[openstack-dev] [Nova] A multi-cell instance-list performance test

Dan Smith dms at danplanet.com
Thu Aug 16 18:44:44 UTC 2018


>  yes, the DB query was in serial, after some investigation, it seems that we are unable to perform eventlet.mockey_patch in uWSGI mode, so
>  Yikun made this fix:
>
>  https://review.openstack.org/#/c/592285/

Cool, good catch :)

>
>  After making this change, we test again, and we got this kind of data:
>
>    total collect sort view 
>  before monkey_patch 13.5745 11.7012 1.1511 0.5966 
>  after monkey_patch 12.8367 10.5471 1.5642 0.6041 
>
>  The performance improved a little, and from the log we can saw:

Since these all took ~1s when done in series, but now take ~10s in
parallel, I think you must be hitting some performance bottleneck in
either case, which is why the overall time barely changes. Some ideas:

1. In the real world, I think you really need to have 10x database
   servers or at least a DB server with plenty of cores loading from a
   very fast (or separate) disk in order to really ensure you're getting
   full parallelism of the DB work. However, because these queries all
   took ~1s in your serialized case, I expect this is not your problem.

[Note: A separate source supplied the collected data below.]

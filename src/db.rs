//! Database schema and operations

use std::collections::BTreeMap;

use anyhow::{Result, anyhow};
use rusqlite::Connection;

use crate::models::{InfoMap, Ingredient, Recipe, Stage, StageMap};

/// Initialize the database schema
pub fn init_schema(conn: &Connection) -> Result<()> {
    conn.execute_batch(
        r#"
        -- Stored recipes at their native batch size
        CREATE TABLE IF NOT EXISTS recipes (
            name TEXT PRIMARY KEY,
            resulting_beer_volume REAL NOT NULL,
            sparging_water_volume REAL NOT NULL
        );

        -- Stage tree, one row per stage, parent_id NULL for top-level stages
        CREATE TABLE IF NOT EXISTS stages (
            id INTEGER PRIMARY KEY AUTOINCREMENT,
            recipe_name TEXT NOT NULL,
            parent_id INTEGER,
            name TEXT NOT NULL,
            shape TEXT NOT NULL
        );

        -- Descriptive stage metadata (temperature, duration, ...)
        CREATE TABLE IF NOT EXISTS stage_info (
            stage_id INTEGER NOT NULL,
            key TEXT NOT NULL,
            value TEXT NOT NULL,
            PRIMARY KEY (stage_id, key)
        );

        -- Ingredient leaves; group_label set only for grouped stages
        CREATE TABLE IF NOT EXISTS ingredients (
            id INTEGER PRIMARY KEY AUTOINCREMENT,
            stage_id INTEGER NOT NULL,
            group_label TEXT,
            name TEXT NOT NULL,
            kind TEXT NOT NULL,
            amount REAL NOT NULL,
            unit TEXT,
            position INTEGER NOT NULL
        );

        -- Create indexes for common lookups
        CREATE INDEX IF NOT EXISTS idx_stages_recipe ON stages(recipe_name);
        CREATE INDEX IF NOT EXISTS idx_ingredients_stage ON ingredients(stage_id);
        "#,
    )?;
    Ok(())
}

/// Insert or replace a recipe, including its whole stage tree
pub fn upsert_recipe(conn: &Connection, recipe: &Recipe) -> Result<()> {
    delete_recipe(conn, &recipe.name)?;

    conn.execute(
        "INSERT INTO recipes (name, resulting_beer_volume, sparging_water_volume)
         VALUES (?1, ?2, ?3)",
        (
            &recipe.name,
            recipe.resulting_beer_volume,
            recipe.sparging_water_volume,
        ),
    )?;

    insert_stages(conn, &recipe.name, None, &recipe.ingredients)?;
    Ok(())
}

/// Remove a recipe and all of its stage and ingredient rows
pub fn delete_recipe(conn: &Connection, name: &str) -> Result<()> {
    conn.execute(
        "DELETE FROM stage_info WHERE stage_id IN (SELECT id FROM stages WHERE recipe_name = ?1)",
        [name],
    )?;
    conn.execute(
        "DELETE FROM ingredients WHERE stage_id IN (SELECT id FROM stages WHERE recipe_name = ?1)",
        [name],
    )?;
    conn.execute("DELETE FROM stages WHERE recipe_name = ?1", [name])?;
    conn.execute("DELETE FROM recipes WHERE name = ?1", [name])?;
    Ok(())
}

fn insert_stages(
    conn: &Connection,
    recipe_name: &str,
    parent_id: Option<i64>,
    stages: &StageMap,
) -> Result<()> {
    for (name, stage) in stages {
        let shape = match stage {
            Stage::Flat { .. } => "flat",
            Stage::Grouped { .. } => "grouped",
            Stage::Nested { .. } => "nested",
        };

        conn.execute(
            "INSERT INTO stages (recipe_name, parent_id, name, shape)
             VALUES (?1, ?2, ?3, ?4)",
            (recipe_name, parent_id, name, shape),
        )?;
        let stage_id = conn.last_insert_rowid();

        for (key, value) in stage.info() {
            conn.execute(
                "INSERT INTO stage_info (stage_id, key, value) VALUES (?1, ?2, ?3)",
                (stage_id, key, value),
            )?;
        }

        match stage {
            Stage::Flat { ingredients, .. } => {
                insert_leaves(conn, stage_id, None, ingredients)?;
            }
            Stage::Grouped { groups, .. } => {
                for (label, leaves) in groups {
                    insert_leaves(conn, stage_id, Some(label.as_str()), leaves)?;
                }
            }
            Stage::Nested { stages, .. } => {
                insert_stages(conn, recipe_name, Some(stage_id), stages)?;
            }
        }
    }
    Ok(())
}

fn insert_leaves(
    conn: &Connection,
    stage_id: i64,
    group_label: Option<&str>,
    leaves: &[Ingredient],
) -> Result<()> {
    for (position, leaf) in leaves.iter().enumerate() {
        conn.execute(
            "INSERT INTO ingredients (stage_id, group_label, name, kind, amount, unit, position)
             VALUES (?1, ?2, ?3, ?4, ?5, ?6, ?7)",
            (
                stage_id,
                group_label,
                &leaf.name,
                &leaf.kind,
                leaf.amount,
                &leaf.unit,
                position as i64,
            ),
        )?;
    }
    Ok(())
}

/// Load a recipe and rebuild its stage tree
pub fn get_recipe(conn: &Connection, name: &str) -> Result<Option<Recipe>> {
    let mut stmt = conn.prepare(
        "SELECT resulting_beer_volume, sparging_water_volume FROM recipes WHERE name = ?1",
    )?;
    let mut rows = stmt.query([name])?;

    let Some(row) = rows.next()? else {
        return Ok(None);
    };
    let resulting_beer_volume: f64 = row.get(0)?;
    let sparging_water_volume: f64 = row.get(1)?;

    let ingredients = load_stages(conn, name, None)?;

    Ok(Some(Recipe {
        name: name.to_string(),
        resulting_beer_volume,
        sparging_water_volume,
        ingredients,
    }))
}

fn load_stages(conn: &Connection, recipe_name: &str, parent_id: Option<i64>) -> Result<StageMap> {
    let mut stmt = conn.prepare(
        "SELECT id, name, shape FROM stages
         WHERE recipe_name = ?1 AND parent_id IS ?2
         ORDER BY id",
    )?;

    let rows = stmt.query_map((recipe_name, parent_id), |row| {
        Ok((
            row.get::<_, i64>(0)?,
            row.get::<_, String>(1)?,
            row.get::<_, String>(2)?,
        ))
    })?;

    let mut stage_rows = Vec::new();
    for row in rows {
        stage_rows.push(row?);
    }

    let mut stages = StageMap::new();
    for (stage_id, name, shape) in stage_rows {
        let info = load_info(conn, stage_id)?;

        let stage = match shape.as_str() {
            "flat" => Stage::Flat {
                info,
                ingredients: load_leaves(conn, stage_id)?,
            },
            "grouped" => Stage::Grouped {
                info,
                groups: load_groups(conn, stage_id)?,
            },
            "nested" => Stage::Nested {
                info,
                stages: load_stages(conn, recipe_name, Some(stage_id))?,
            },
            other => return Err(anyhow!("unknown stage shape '{}' in database", other)),
        };

        stages.insert(name, stage);
    }
    Ok(stages)
}

fn load_info(conn: &Connection, stage_id: i64) -> Result<InfoMap> {
    let mut stmt = conn.prepare("SELECT key, value FROM stage_info WHERE stage_id = ?1")?;
    let rows = stmt.query_map([stage_id], |row| Ok((row.get(0)?, row.get(1)?)))?;

    let mut info = InfoMap::new();
    for row in rows {
        let (key, value): (String, String) = row?;
        info.insert(key, value);
    }
    Ok(info)
}

fn load_leaves(conn: &Connection, stage_id: i64) -> Result<Vec<Ingredient>> {
    let mut stmt = conn.prepare(
        "SELECT name, kind, amount, unit FROM ingredients
         WHERE stage_id = ?1 AND group_label IS NULL
         ORDER BY position",
    )?;

    let rows = stmt.query_map([stage_id], |row| {
        Ok(Ingredient {
            name: row.get(0)?,
            kind: row.get(1)?,
            amount: row.get(2)?,
            unit: row.get(3)?,
        })
    })?;

    let mut leaves = Vec::new();
    for row in rows {
        leaves.push(row?);
    }
    Ok(leaves)
}

fn load_groups(conn: &Connection, stage_id: i64) -> Result<BTreeMap<String, Vec<Ingredient>>> {
    let mut stmt = conn.prepare(
        "SELECT group_label, name, kind, amount, unit FROM ingredients
         WHERE stage_id = ?1 AND group_label IS NOT NULL
         ORDER BY group_label, position",
    )?;

    let rows = stmt.query_map([stage_id], |row| {
        Ok((
            row.get::<_, String>(0)?,
            Ingredient {
                name: row.get(1)?,
                kind: row.get(2)?,
                amount: row.get(3)?,
                unit: row.get(4)?,
            },
        ))
    })?;

    let mut groups: BTreeMap<String, Vec<Ingredient>> = BTreeMap::new();
    for row in rows {
        let (label, leaf) = row?;
        groups.entry(label).or_default().push(leaf);
    }
    Ok(groups)
}

/// List all stored recipes with their native volumes
pub fn list_recipes(conn: &Connection) -> Result<Vec<(String, f64, f64)>> {
    let mut stmt = conn.prepare(
        "SELECT name, resulting_beer_volume, sparging_water_volume FROM recipes ORDER BY name",
    )?;

    let rows = stmt.query_map([], |row| Ok((row.get(0)?, row.get(1)?, row.get(2)?)))?;

    let mut results = Vec::new();
    for row in rows {
        results.push(row?);
    }
    Ok(results)
}

/// Clear all stored recipes (for re-import)
pub fn clear_recipes(conn: &Connection) -> Result<()> {
    conn.execute_batch(
        r#"
        DELETE FROM ingredients;
        DELETE FROM stage_info;
        DELETE FROM stages;
        DELETE FROM recipes;
        "#,
    )?;
    Ok(())
}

2. What does the network look like between the api machine and the DB?

3. What do the memory and CPU usage of the api process look like while
   this is happening?

Related to #3, even though we issue the requests to the DB in parallel,
we still process the result of those calls in series in a single python
thread on the API. That means all the work of reading the data from the
socket, constructing the SQLA objects, turning those into nova objects,
etc, all happens serially. It could be that the DB query is really a
small part of the overall time and our serialized python handling of the
result is the slow part. If you see the api process pegging a single
core at 100% for ten seconds, I think that's likely what is happening.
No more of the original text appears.